O advogado e procurador do estado Luís Fernando Nogueira Moreira, do Espírito Santo, entrou com ação contra a seccional capixaba da Ordem dos Advogados do Brasil na qual requer liminar para não mais pagar a anuidade cobrada. Inscrito há 11 anos, ele pede também que a OAB-ES devolva anuidades que já pagou.

Segundo o advogado, o Estatuto da OAB (Lei 8.906/94), além de estabelecer as contribuições obrigatórias dos advogados, delegou aos conselhos seccionais a fixação e o aumento das anuidades. Moreira afirma que a atribuição é ilegal.

Na ação, ele explica que as contribuições só poderiam ser fixadas por lei complementar, de acordo com o que prevê a Constituição Federal. O advogado argumenta que o Estatuto da Ordem ignorou o texto constitucional ao transferir a prerrogativa para os conselhos seccionais da OAB.

“É de todo absurdo até mesmo imaginar que uma dúzia de pessoas pudesse se reunir em um Conselhozinho Estadual para fixar o que você tem de pagar, alterar ao bel prazer o que você tem de pagar obrigatoriamente, sob pena de ser impedido de exercer a profissão”, diz o advogado.

Outro argumento é o de que quando um advogado deixa de pagar as anuidades, ele não só é executado, como pode ficar impedido de exercer a profissão. “Isto é muito mais sério do que não pagar impostos. Se imposto depende de lei, tal contribuição também exige, com muito mais razão”, alega.

Leia a íntegra da ação

EXMO. SR. DR. JUIZ FEDERAL DO JUIZADO ESPECIAL FEDERAL DE VITÓRIA – SEÇÃO JUDICIÁRIA DO ESTADO DO ESPÍRITO SANTO

LUÍS FERNANDO NOGUEIRA MOREIRA, brasileiro, divorciado, advogado inscrito na OAB-ES, domiciliado na Av. xxx, nº xx, Conj. xx, Vitória-E.S., inscrito no CPF xxx, vem, através da presente, em causa própria, mover AÇÃO COM PEDIDO DE TUTELA ANTECIPADA contra a ORDEM DOS ADVOGADOS DO BRASIL – SECCIONAL DO ESTADO DO ESPÍRITO SANTO, com sede na Av.
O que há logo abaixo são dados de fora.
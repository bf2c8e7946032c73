//! Astro Blast entry point
//!
//! The browser build wires the sim to Canvas2D, the DOM scoreboard, and
//! input events; the native build runs a short seeded headless demo.

#[cfg(target_arch = "wasm32")]
use wasm_bindgen::prelude::*;

#[cfg(target_arch = "wasm32")]
mod wasm_game {
    use std::cell::RefCell;
    use std::rc::Rc;

    use glam::Vec2;
    use wasm_bindgen::JsCast;
    use wasm_bindgen::prelude::*;
    use web_sys::{
        CanvasRenderingContext2d, HtmlCanvasElement, KeyboardEvent, MouseEvent, TouchEvent,
    };

    use astro_blast::render::{DrawSurface, TRAIL_FADE, render_frame};
    use astro_blast::sim::{GamePhase, GameState, TickInput, spawn_enemy, tick};

    /// Canvas2D implementation of the sim's drawing sink
    struct CanvasSurface {
        ctx: CanvasRenderingContext2d,
        width: f32,
        height: f32,
    }

    impl DrawSurface for CanvasSurface {
        fn fade(&mut self) {
            self.ctx.set_fill_style_str(TRAIL_FADE);
            self.ctx
                .fill_rect(0.0, 0.0, self.width as f64, self.height as f64);
        }

        fn fill_circle(&mut self, center: Vec2, radius: f32, color: &str, alpha: f32) {
            self.ctx.save();
            self.ctx.set_global_alpha(alpha.clamp(0.0, 1.0) as f64);
            self.ctx.begin_path();
            let _ = self.ctx.arc(
                center.x as f64,
                center.y as f64,
                radius as f64,
                0.0,
                std::f64::consts::TAU,
            );
            self.ctx.set_fill_style_str(color);
            self.ctx.fill();
            self.ctx.restore();
        }

        fn glyph(&mut self, center: Vec2, text: &str) {
            self.ctx.set_font("40px sans-serif");
            self.ctx.set_text_align("center");
            let _ = self.ctx.fill_text(text, center.x as f64, center.y as f64);
        }
    }

    /// Game instance holding sim state and the live input snapshot
    struct Game {
        state: GameState,
        input: TickInput,
        surface: CanvasSurface,
        /// rAF handle while the frame loop is scheduled; doubles as the
        /// "loop active" flag
        raf_handle: Option<i32>,
    }

    pub fn run() {
        console_error_panic_hook::set_once();
        console_log::init_with_level(log::Level::Info).expect("failed to init logger");

        log::info!("Astro Blast starting...");

        let window = web_sys::window().expect("no window");
        let document = window.document().expect("no document");

        let canvas: HtmlCanvasElement = document
            .get_element_by_id("gameCanvas")
            .expect("no canvas")
            .dyn_into()
            .expect("not a canvas");

        let (width, height) = viewport_size(&window);
        canvas.set_width(width as u32);
        canvas.set_height(height as u32);

        let ctx: CanvasRenderingContext2d = canvas
            .get_context("2d")
            .ok()
            .flatten()
            .expect("no 2d context")
            .dyn_into()
            .expect("not a 2d context");

        let seed = js_sys::Date::now() as u64;
        let state = GameState::new(width, height, seed);
        let spawn_interval_ms = state.tuning.spawn_interval_ms;
        let game = Rc::new(RefCell::new(Game {
            state,
            input: TickInput::default(),
            surface: CanvasSurface { ctx, width, height },
            raf_handle: None,
        }));

        log::info!("game initialized with seed {seed}");

        setup_keyboard(game.clone());
        setup_touch(&canvas, game.clone());
        setup_buttons(game.clone());
        setup_resize(canvas, game.clone());
        setup_spawner(game.clone(), spawn_interval_ms);

        update_ui(&game.borrow());
    }

    fn viewport_size(window: &web_sys::Window) -> (f32, f32) {
        let width = window
            .inner_width()
            .ok()
            .and_then(|v| v.as_f64())
            .unwrap_or(800.0);
        let height = window
            .inner_height()
            .ok()
            .and_then(|v| v.as_f64())
            .unwrap_or(600.0);
        (width as f32, height as f32)
    }

    /// Schedule the next animation frame
    fn request_frame(game: Rc<RefCell<Game>>) {
        let window = web_sys::window().expect("no window");
        let game_for_frame = game.clone();
        let closure = Closure::once(move |_time: f64| {
            frame_callback(game_for_frame);
        });
        match window.request_animation_frame(closure.as_ref().unchecked_ref()) {
            Ok(handle) => game.borrow_mut().raf_handle = Some(handle),
            Err(err) => log::error!("requestAnimationFrame failed: {err:?}"),
        }
        closure.forget();
    }

    fn frame_callback(game: Rc<RefCell<Game>>) {
        let still_running = {
            let mut guard = game.borrow_mut();
            let g = &mut *guard;
            // A frame can land after the resolver ended the game; the
            // tick is phase-gated, this guard stops the rescheduling.
            if g.state.phase == GamePhase::Running {
                tick(&mut g.state, &g.input);
                render_frame(&g.state, &mut g.surface);
            }
            update_ui(g);
            let running = g.state.phase == GamePhase::Running;
            if !running {
                g.raf_handle = None;
            }
            running
        };
        if still_running {
            request_frame(game);
        }
    }

    /// Start (or restart) a round and kick the frame loop if it is idle
    fn start_game(game: &Rc<RefCell<Game>>) {
        let needs_loop = {
            let mut g = game.borrow_mut();
            g.state.start();
            g.raf_handle.is_none() && g.state.phase == GamePhase::Running
        };
        if needs_loop {
            request_frame(game.clone());
        }
    }

    fn setup_keyboard(game: Rc<RefCell<Game>>) {
        let window = web_sys::window().expect("no window");

        {
            let game = game.clone();
            let closure = Closure::<dyn FnMut(_)>::new(move |event: KeyboardEvent| {
                let mut g = game.borrow_mut();
                match event.key().as_str() {
                    "ArrowLeft" => g.input.move_left = true,
                    "ArrowRight" => g.input.move_right = true,
                    " " => {
                        event.prevent_default();
                        // Edge-triggered: a held key must not autofire
                        if !event.repeat() {
                            g.state.fire();
                        }
                    }
                    _ => {}
                }
            });
            let _ = window
                .add_event_listener_with_callback("keydown", closure.as_ref().unchecked_ref());
            closure.forget();
        }

        {
            let game = game.clone();
            let closure = Closure::<dyn FnMut(_)>::new(move |event: KeyboardEvent| {
                let mut g = game.borrow_mut();
                match event.key().as_str() {
                    "ArrowLeft" => g.input.move_left = false,
                    "ArrowRight" => g.input.move_right = false,
                    _ => {}
                }
            });
            let _ =
                window.add_event_listener_with_callback("keyup", closure.as_ref().unchecked_ref());
            closure.forget();
        }
    }

    fn setup_touch(canvas: &HtmlCanvasElement, game: Rc<RefCell<Game>>) {
        // Drag anywhere on the canvas to steer
        for event_name in ["touchstart", "touchmove"] {
            let game = game.clone();
            let canvas_clone = canvas.clone();
            let closure = Closure::<dyn FnMut(_)>::new(move |event: TouchEvent| {
                if let Some(touch) = event.touches().get(0) {
                    let rect = canvas_clone.get_bounding_client_rect();
                    let x = touch.client_x() as f32 - rect.left() as f32;
                    game.borrow_mut().input.pointer_x = Some(x);
                }
            });
            let _ =
                canvas.add_event_listener_with_callback(event_name, closure.as_ref().unchecked_ref());
            closure.forget();
        }

        {
            let game = game.clone();
            let closure = Closure::<dyn FnMut(_)>::new(move |_event: TouchEvent| {
                game.borrow_mut().input.pointer_x = None;
            });
            let _ = canvas
                .add_event_listener_with_callback("touchend", closure.as_ref().unchecked_ref());
            closure.forget();
        }

        // On-screen fire button for touch devices
        let document = web_sys::window().and_then(|w| w.document());
        if let Some(btn) = document.and_then(|d| d.get_element_by_id("shoot-button")) {
            let closure = Closure::<dyn FnMut(_)>::new(move |event: TouchEvent| {
                event.prevent_default(); // keep the tap from zooming the page
                game.borrow_mut().state.fire();
            });
            let _ =
                btn.add_event_listener_with_callback("touchstart", closure.as_ref().unchecked_ref());
            closure.forget();
        }
    }

    fn setup_buttons(game: Rc<RefCell<Game>>) {
        let document = web_sys::window()
            .and_then(|w| w.document())
            .expect("no document");

        for id in ["startButton", "restartButton"] {
            if let Some(btn) = document.get_element_by_id(id) {
                let game = game.clone();
                let closure = Closure::<dyn FnMut(_)>::new(move |_event: MouseEvent| {
                    start_game(&game);
                });
                let _ =
                    btn.add_event_listener_with_callback("click", closure.as_ref().unchecked_ref());
                closure.forget();
            }
        }
    }

    fn setup_resize(canvas: HtmlCanvasElement, game: Rc<RefCell<Game>>) {
        let window = web_sys::window().expect("no window");
        let closure = Closure::<dyn FnMut(_)>::new(move |_event: web_sys::Event| {
            if let Some(window) = web_sys::window() {
                let (width, height) = viewport_size(&window);
                canvas.set_width(width as u32);
                canvas.set_height(height as u32);
                let mut g = game.borrow_mut();
                g.state.resize(width, height);
                g.surface.width = width;
                g.surface.height = height;
            }
        });
        let _ = window.add_event_listener_with_callback("resize", closure.as_ref().unchecked_ref());
        closure.forget();
    }

    fn setup_spawner(game: Rc<RefCell<Game>>, interval_ms: u32) {
        let window = web_sys::window().expect("no window");
        let closure = Closure::<dyn FnMut()>::new(move || {
            // Self-guarded: a firing that lands after game over is a no-op
            spawn_enemy(&mut game.borrow_mut().state);
        });
        let result = window.set_interval_with_callback_and_timeout_and_arguments_0(
            closure.as_ref().unchecked_ref(),
            interval_ms as i32,
        );
        if let Err(err) = result {
            log::error!("setInterval failed: {err:?}");
        }
        closure.forget();
    }

    /// Sync the DOM scoreboard and panel visibility with the sim phase
    fn update_ui(game: &Game) {
        let Some(document) = web_sys::window().and_then(|w| w.document()) else {
            return;
        };

        if let Some(el) = document.get_element_by_id("score") {
            el.set_text_content(Some(&game.state.score.to_string()));
        }

        let phase = game.state.phase;
        set_hidden(&document, "start-screen", phase != GamePhase::Idle);
        set_hidden(&document, "gameOver-screen", phase != GamePhase::GameOver);
        set_hidden(&document, "shoot-button", phase != GamePhase::Running);

        if phase == GamePhase::GameOver {
            if let Some(el) = document.get_element_by_id("finalScore") {
                el.set_text_content(Some(&game.state.score.to_string()));
            }
        }
    }

    fn set_hidden(document: &web_sys::Document, id: &str, hidden: bool) {
        if let Some(el) = document.get_element_by_id(id) {
            let _ = el.set_attribute("class", if hidden { "hidden" } else { "" });
        }
    }
}

#[cfg(target_arch = "wasm32")]
#[wasm_bindgen(start)]
pub fn wasm_main() {
    wasm_game::run();
}

#[cfg(target_arch = "wasm32")]
fn main() {
    // WASM entry point is wasm_main, this is just to satisfy the compiler
}

#[cfg(not(target_arch = "wasm32"))]
fn main() {
    env_logger::init();
    log::info!("Astro Blast (native) starting...");
    headless_demo();
}

/// A seeded, input-scripted run; the browser build is the real game
#[cfg(not(target_arch = "wasm32"))]
fn headless_demo() {
    use astro_blast::sim::{GamePhase, GameState, TickInput, spawn_enemy, tick};

    let mut state = GameState::new(800.0, 600.0, 42);
    state.start();

    let mut input = TickInput::default();
    for frame in 0..600u32 {
        input.move_left = (frame / 60) % 2 == 0;
        input.move_right = !input.move_left;
        if frame % 72 == 0 {
            spawn_enemy(&mut state); // the browser drives this off a timer
        }
        if frame % 30 == 0 {
            state.fire();
        }
        tick(&mut state, &input);
        if state.phase == GamePhase::GameOver {
            break;
        }
    }

    log::info!(
        "demo finished: score {}, {} enemies airborne after {} ticks",
        state.score,
        state.enemies.len(),
        state.time_ticks
    );
    println!("final score: {}", state.score);
}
Alberto de Oliveira Santos, 59, 3º andar, Edifício Ricamar, Centro, Vitória-ES, pelos fatos e fundamentos abaixo expostos:

1. O art. 149 da Constituição Federal permitiu que a União instituísse contribuições sociais de interesse das categorias profissionais ou econômicas. Com base em tal dispositivo, foram abertas as portas para que a lei fixasse contribuições obrigatórias, por parte dos profissionais liberais, para os seus órgãos fiscalizadores da classe, o que no caso dos advogados foi atribuído à Ordem dos Advogados do Brasil, organizada em seccionais semi-autônomas divididas pelos Estados da Federação.

2. Acontece que o constituinte não deu um “cheque em branco” para tais conselhos profissionais. Tanto é assim que o art. 149 supracitado disse claramente que tais contribuições estão sujeitas aos princípios do art. 146, III e 150, I e III da mesma Constituição. Em outras palavras, a instituição de contribuições está sujeita a lei complementar (art. 146) e ao princípio da legalidade estrita (art. 150), sendo que somente por lei pode ser fixada ou majorada a contribuição. Sem prejuízo dos demais princípios a que se reporta o art. 149, discriminados no art. 150, I e III.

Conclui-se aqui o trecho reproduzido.